> _TASK DESCRIPTION_: Report each line of the entries below that includes "friends".

> _RECORD SET_:
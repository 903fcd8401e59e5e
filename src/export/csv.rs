//! CSV Export functionality
//!
//! Exports one user's expenses to spreadsheet-compatible CSV.

use crate::error::{ExpenseError, ExpenseResult};
use crate::services::Session;
use std::io::Write;

const HEADER: [&str; 7] = ["Position", "ID", "Month", "Name", "Amount", "Currency", "Category"];

/// Export a session's expenses to CSV, one row per expense in list order
pub fn export_user_csv<W: Write>(session: &Session, writer: W) -> ExpenseResult<()> {
    let mut csv_writer = csv::Writer::from_writer(writer);

    csv_writer
        .write_record(HEADER)
        .map_err(|e| ExpenseError::Export(e.to_string()))?;

    for (index, expense) in session.expenses().iter().enumerate() {
        csv_writer
            .write_record([
                (index + 1).to_string(),
                expense.id.as_uuid().to_string(),
                expense.month.clone(),
                expense.name.clone(),
                format!("{:.2}", expense.amount.as_f64()),
                expense.currency.clone(),
                expense.category.clone(),
            ])
            .map_err(|e| ExpenseError::Export(e.to_string()))?;
    }

    csv_writer
        .flush()
        .map_err(|e| ExpenseError::Export(e.to_string()))?;

    Ok(())
}

#[cfg(test)]
mod tests {
    use super::*;
    use crate::models::{Expense, Money};

    #[test]
    fn test_csv_export() {
        let session = Session::new(
            "Alice",
            vec![
                Expense::new("Coffee", Money::from_cents(500), "USD", "Food", "January"),
                Expense::new("Dinner, with friends", Money::from_cents(12345), "INR", "Food", "May"),
            ],
        );

        let mut output = Vec::new();
        export_user_csv(&session, &mut output).unwrap();

        let csv_str = String::from_utf8(output).unwrap();
        let lines: Vec<_> = csv_str.lines().collect();

        assert_eq!(lines[0], "Position,ID,Month,Name,Amount,Currency,Category");
        assert!(lines[1].starts_with("1,"));
        assert!(lines[1].ends_with(",January,Coffee,5.00,USD,Food"));
        assert!(lines[2].contains("\"Dinner, with friends\",123.45"));
    }

    #[test]
    fn test_empty_export_has_header() {
        let mut output = Vec::new();
        export_user_csv(&Session::new("Bob", Vec::new()), &mut output).unwrap();

        assert_eq!(
            String::from_utf8(output).unwrap(),
            "Position,ID,Month,Name,Amount,Currency,Category\n"
        );
    }
}
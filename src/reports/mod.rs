//! Reports module for the expense tracker
//!
//! Provides the month-grouped expense view and the total line shared by the
//! CLI and the TUI.

pub mod monthly;

pub use monthly::{format_total, GroupRow, MonthGroup, MonthlySummary};
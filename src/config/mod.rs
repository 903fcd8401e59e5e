//! Configuration module for the expense tracker
//!
//! This module provides configuration management including:
//! - Platform-aware path resolution
//! - User settings persistence

pub mod paths;
pub mod settings;

pub use paths::ExpensePaths;
pub use settings::Settings;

> _SOLUTION FOR THIS PROBLEM_:
                Expense::new("Dinner, with friends", Money::from_cents(12345), "INR", "Food", "May"),
        assert!(lines[2].contains("\"Dinner, with friends\",123.45"));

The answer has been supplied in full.